With just 4 additional lines of code, you can train your model using the latest dynamic sparse training techniques. This example achieves >99% accuracy on MNIST using a ResNet34 with only 1% of the weights.
# (0) install the library
# ! pip install fastsparse
from fastai.vision.all import *
# (1) import this package
import fastsparse as sparse
path = untar_data(URLs.MNIST)
dls = ImageDataLoaders.from_folder(path, 'training', 'testing')
learn = cnn_learner(dls, resnet34, metrics=error_rate, pretrained=False)
# (2) sparsify initial model + enforce masks
sparse_hooks = sparse.sparsify_model(learn.model,
model_sparsity=0.99,
sparse_f=sparse.erdos_renyi_sparsity)
# (3) schedule dynamic mask updates
cbs = [sparse.DynamicSparseTrainingCallback(**sparse.SNFS_presets,
batches_per_update=32)]
learn.fit_one_cycle(5, cbs=cbs)
# (4) remove hooks that enforce masks
sparse_hooks.remove()
Simply omit the DynamicSparseTrainingCallback
to train a fixed-sparsity model as a baseline.
import torch
from torchvision import models
data = ...
model = ...
opt = ...
opt = DynamicSparseTrainingOptimizerWrapper(model, opt, **RigL_kwargs)
### Modified training step
# sparse_opt.step(...) will determine whether to:
# (A) take a regular opt step, or
# (B) update network connectivity
def sparse_train_step(model, xb, yb, loss_func, sparse_opt, step, pct_train):
preds = model(xb)
loss = loss_func(preds, yb)
loss.backward()
sparse_opt.step(step, pct_train)
sparse_opt.zero_grad()
Here is an example of saving a model and reloading it to resume training.
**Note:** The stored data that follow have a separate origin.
//! Fixed-size cell grid with bounded scrollback, cursor, and style state.
//!
//! Every public operation leaves the grid at exactly `width * height` cells,
//! the scrollback at or under its capacity, and the cursor in bounds.

use std::collections::VecDeque;

use crate::cell::{Cell, Style};

const TAB_STOP: u16 = 8;

type Row = Vec<Cell>;

fn blank_row(width: u16) -> Row {
    vec![Cell::blank(); width as usize]
}

pub struct Framebuffer {
    width: u16,
    height: u16,
    scrollback_cap: usize,
    grid: Vec<Row>,
    scrollback: VecDeque<Row>,
    cursor: (u16, u16),
    saved_cursor: Option<(u16, u16)>,
    current_style: Style,
    scroll_offset: usize,
}

impl Framebuffer {
    pub fn new(width: u16, height: u16, scrollback_cap: usize) -> Self {
        let width = width.max(1);
        let height = height.max(1);
        Self {
            width,
            height,
            scrollback_cap,
            grid: (0..height).map(|_| blank_row(width)).collect(),
            scrollback: VecDeque::new(),
            cursor: (0, 0),
            saved_cursor: None,
            current_style: Style::reset(),
            scroll_offset: 0,
        }
    }

    pub fn width(&self) -> u16 {
        self.width
    }

    pub fn height(&self) -> u16 {
        self.height
    }

    pub fn cursor(&self) -> (u16, u16) {
        self.cursor
    }

    pub fn current_style(&self) -> Style {
        self.current_style
    }

    pub fn set_style(&mut self, style: Style) {
        self.current_style = style;
    }

    pub fn scrollback_len(&self) -> usize {
        self.scrollback.len()
    }

    fn clamp_cursor(&mut self) {
        self.cursor.0 = self.cursor.0.min(self.width - 1);
        self.cursor.1 = self.cursor.1.min(self.height - 1);
    }

    pub fn write(&mut self, ch: char) {
        if self.cursor.1 >= self.height {
            self.scroll_up(1);
            self.cursor.1 = self.height - 1;
        }
        if self.cursor.0 >= self.width {
            self.cursor.0 = 0;
            self.cursor.1 += 1;
            if self.cursor.1 >= self.height {
                self.scroll_up(1);
                self.cursor.1 = self.height - 1;
            }
        }
        if self.cursor.1 < self.height && self.cursor.0 < self.width {
            self.grid[self.cursor.1 as usize][self.cursor.0 as usize] = Cell {
                ch,
                style: self.current_style,
            };
            self.cursor.0 += 1;
        }
    }

    pub fn newline(&mut self) {
        self.cursor.0 = 0;
        if self.cursor.1 + 1 >= self.height {
            self.scroll_up(1);
        } else {
            self.cursor.1 += 1;
        }
    }

    pub fn carriage_return(&mut self) {
        self.cursor.0 = 0;
    }

    pub fn backspace(&mut self) {
        self.cursor.0 = self.cursor.0.saturating_sub(1);
    }

    pub fn tab(&mut self) {
        loop {
            self.write(' ');
            if self.cursor.0 % TAB_STOP == 0 {
                break;
            }
        }
    }

    pub fn move_cursor(&mut self, x: Option<u16>, y: Option<u16>) {
        if let Some(x) = x {
            self.cursor.0 = x;
        }
        if let Some(y) = y {
            self.cursor.1 = y;
        }
        self.clamp_cursor();
    }

    fn clear_row(&mut self, y: usize) {
        self.grid[y] = blank_row(self.width);
    }

    pub fn clear_line(&mut self, mode: u8) {
        let y = self.cursor.1 as usize;
        let w = self.width as usize;
        let x = self.cursor.0 as usize;
        match mode {
            0 => {
                for c in &mut self.grid[y][x..w] {
                    *c = Cell::blank();
                }
            }
            1 => {
                for c in &mut self.grid[y][0..=x.min(w - 1)] {
                    *c = Cell::blank();
                }
            }
            2 => self.clear_row(y),
            _ => {}
        }
    }

    pub fn clear_screen(&mut self, mode: u8) {
        let h = self.height as usize;
        match mode {
            0 => {
                self.clear_line(0);
                for y in (self.cursor.1 as usize + 1)..h {
                    self.clear_row(y);
                }
            }
            1 => {
                for y in 0..self.cursor.1 as usize {
                    self.clear_row(y);
                }
                self.clear_line(1);
            }
            2 => {
                for y in 0..h {
                    self.clear_row(y);
                }
            }
            _ => {}
        }
    }

    pub fn scroll_up(&mut self, n: usize) {
        let n = n.min(self.height as usize);
        for _ in 0..n {
            let row = self.grid.remove(0);
            self.scrollback.push_back(row);
            if self.scrollback.len() > self.scrollback_cap {
                self.scrollback.pop_front();
            }
            self.grid.push(blank_row(self.width));
        }
    }

    /// Scrolls the live grid without consulting scrollback (intentional: this
    /// is a viewport shift, not a history replay — use `scroll_page` for that).
    pub fn scroll_down(&mut self, n: usize) {
        let n = n.min(self.height as usize);
        for _ in 0..n {
            self.grid.pop();
            self.grid.insert(0, blank_row(self.width));
        }
    }

    /// Moves the scrollback viewport (pager support for `[PGUP]`/`[PGDN]`).
    /// Positive `n` pages into history, negative pages back toward live output.
    pub fn scroll_page(&mut self, n: i64) {
        let max = self.scrollback.len() as i64;
        let new = (self.scroll_offset as i64 + n).clamp(0, max);
        self.scroll_offset = new as usize;
    }

    pub fn save_cursor(&mut self) {
        self.saved_cursor = Some(self.cursor);
    }

    pub fn restore_cursor(&mut self) {
        if let Some(pos) = self.saved_cursor {
            self.cursor = pos;
            self.clamp_cursor();
        }
    }

    pub fn insert_chars(&mut self, n: usize) {
        let y = self.cursor.1 as usize;
        let x = (self.cursor.0 as usize).min(self.width as usize);
        let w = self.width as usize;
        for _ in 0..n {
            self.grid[y].insert(x, Cell::blank());
        }
        self.grid[y].truncate(w);
    }

    pub fn delete_chars(&mut self, n: usize) {
        let y = self.cursor.1 as usize;
        let w = self.width as usize;
        let x = (self.cursor.0 as usize).min(w);
        let end = (x + n).min(w);
        self.grid[y].drain(x..end);
        while self.grid[y].len() < w {
            self.grid[y].push(Cell::blank());
        }
    }

    pub fn insert_lines(&mut self, n: usize) {
        let y = self.cursor.1 as usize;
        let h = self.height as usize;
        for _ in 0..n {
            if y <= self.grid.len() {
                self.grid.insert(y, blank_row(self.width));
            }
        }
        self.grid.truncate(h);
    }

    pub fn delete_lines(&mut self, n: usize) {
        let y = self.cursor.1 as usize;
        let h = self.height as usize;
        let n = n.min(h.saturating_sub(y));
        for _ in 0..n {
            if y < self.grid.len() {
                self.grid.remove(y);
            }
        }
        while self.grid.len() < h {
            self.grid.push(blank_row(self.width));
        }
    }

    /// Resets to a blank live grid, dropping scrollback and cursor state.
    /// Used to compose the final "session closed" frame.
    pub fn clear(&mut self) {
        self.grid = (0..self.height).map(|_| blank_row(self.width)).collect();
        self.scrollback.clear();
        self.cursor = (0, 0);
        self.saved_cursor = None;
        self.scroll_offset = 0;
    }

    /// Writes `text` into the given row, centered, overwriting its contents.
    /// Used for status frames like "shell session closed".
    pub fn write_centered(&mut self, row: u16, text: &str) {
        let row = row.min(self.height - 1) as usize;
        self.grid[row] = blank_row(self.width);
        let w = self.width as usize;
        let chars: Vec<char> = text.chars().take(w).collect();
        let start = (w.saturating_sub(chars.len())) / 2;
        for (i, ch) in chars.into_iter().enumerate() {
            self.grid[row][start + i] = Cell {
                ch,
                style: self.current_style,
            };
        }
    }

    fn viewport_rows(&self) -> Vec<Row> {
        if self.scroll_offset == 0 {
            return self.grid.clone();
        }
        let h = self.height as usize;
        let sb_len = self.scrollback.len();
        let offset = self.scroll_offset.min(sb_len);
        let start = sb_len - offset;
        let mut rows = Vec::with_capacity(h);
        for i in start..sb_len {
            rows.push(self.scrollback[i].clone());
            if rows.len() == h {
                break;
            }
        }
        if rows.len() < h {
            for row in self.grid.iter() {
                rows.push(row.clone());
                if rows.len() == h {
                    break;
                }
            }
        }
        rows
    }

    fn render_row(&self, row: &[Cell], cursor_col: Option<usize>, show_cursor: bool) -> String {
        let mut s = String::new();
        let mut last_style: Option<Style> = None;
        for (i, cell) in row.iter().enumerate() {
            let invert = show_cursor && cursor_col == Some(i);
            let eff_style = if invert { cell.style.inverted() } else { cell.style };
            if last_style != Some(eff_style) {
                s.push_str(&eff_style.to_escape());
                last_style = Some(eff_style);
            }
            s.push(cell.ch);
        }
        s
    }

    /// Renders the visible viewport as one string per row, honoring
    /// `scroll_offset`. The cursor cell, if visible, is rendered inverted
    /// independent of its own style. Trailing all-blank rows collapse to a
    /// single space so the surface doesn't trim them away as empty lines.
    pub fn render(&self, show_cursor: bool) -> Vec<String> {
        let viewport = self.viewport_rows();
        let mut rendered: Vec<(String, bool)> = Vec::with_capacity(viewport.len());
        for (row_idx, row) in viewport.iter().enumerate() {
            let is_cursor_row = self.scroll_offset == 0 && row_idx == self.cursor.1 as usize;
            let cursor_col = if is_cursor_row {
                Some(self.cursor.0 as usize)
            } else {
                None
            };
            let has_cursor = show_cursor && cursor_col.is_some();
            let all_blank = row.iter().all(|c| c.ch == ' ' && c.style == Style::default());
            let text = self.render_row(row, cursor_col, show_cursor);
            rendered.push((text, all_blank && !has_cursor));
        }
        let mut out = vec![String::new(); rendered.len()];
        let mut trailing = true;
        for i in (0..rendered.len()).rev() {
            let (text, blank) = &rendered[i];
            if trailing && *blank {
                out[i] = " ".to_string();
            } else {
                trailing = false;
                out[i] = text.clone();
            }
        }
        out
    }
}

#[cfg(test)]
mod tests {
    use super::*;

    fn plain_rows(fb: &Framebuffer) -> Vec<String> {
        fb.render(false)
    }

    #[test]
    fn write_wraps_to_next_row() {
        let mut fb = Framebuffer::new(10, 3, 100);
        for ch in "hello worl".chars() {
            fb.write(ch);
        }
        fb.write('d');
        assert_eq!(fb.cursor(), (1, 1));
        let rows = plain_rows(&fb);
        assert!(rows[0].ends_with("hello worl"));
        assert!(rows[1].ends_with('d') || rows[1].contains('d'));
    }

    #[test]
    fn three_newlines_scroll_into_history() {
        // cursor starts at row 0; the first two newlines move it down without
        // scrolling (rows 1, 2), the third is the one that overflows.
        let mut fb = Framebuffer::new(10, 3, 100);
        fb.newline();
        fb.newline();
        fb.newline();
        assert_eq!(fb.scrollback_len(), 1);
        assert_eq!(fb.cursor(), (0, 2));
    }

    #[test]
    fn clear_line_mode_zero_erases_from_cursor() {
        let mut fb = Framebuffer::new(10, 3, 100);
        for ch in "abcdefghij".chars() {
            fb.write(ch);
        }
        fb.move_cursor(Some(5), Some(0));
        fb.clear_line(0);
        let rows = plain_rows(&fb);
        assert!(rows[0].contains("abcde"));
        assert_eq!(fb.cursor(), (5, 0));
    }

    #[test]
    fn scrollback_never_exceeds_capacity() {
        let mut fb = Framebuffer::new(10, 3, 5);
        for _ in 0..20 {
            fb.newline();
        }
        assert!(fb.scrollback_len() <= 5);
    }

    #[test]
    fn save_and_restore_cursor_position_only() {
        let mut fb = Framebuffer::new(10, 3, 100);
        fb.move_cursor(Some(2), Some(1));
        fb.save_cursor();
        fb.move_cursor(Some(9), Some(2));
        fb.restore_cursor();
        assert_eq!(fb.cursor(), (2, 1));
    }

    #[test]
    fn cursor_stays_in_bounds_after_move() {
        let mut fb = Framebuffer::new(10, 3, 100);
        fb.move_cursor(Some(99), Some(99));
        assert_eq!(fb.cursor(), (9, 2));
    }
}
from fastai.vision.all import *
from fastsparse import *
path = untar_data(URLs.MNIST_TINY)
dls = ImageDataLoaders.from_folder(untar_data(URLs.MNIST_TINY))
learn = cnn_learner(dls, resnet18, metrics=accuracy, pretrained=False)
sparse_hooks = sparsify_model(learn.model, model_sparsity=0.9, sparse_f=erdos_renyi_sparsity)
dst_kwargs = {**SNFS_presets, **{'batches_per_update': 8}}
cbs = DynamicSparseTrainingCallback(**dst_kwargs)
learn.fit_flat_cos(5, cbs=cbs)
# (0) save model as usual (masks are stored automatically)
save_model('sparse_tiny_mnist', learn.model, learn.opt)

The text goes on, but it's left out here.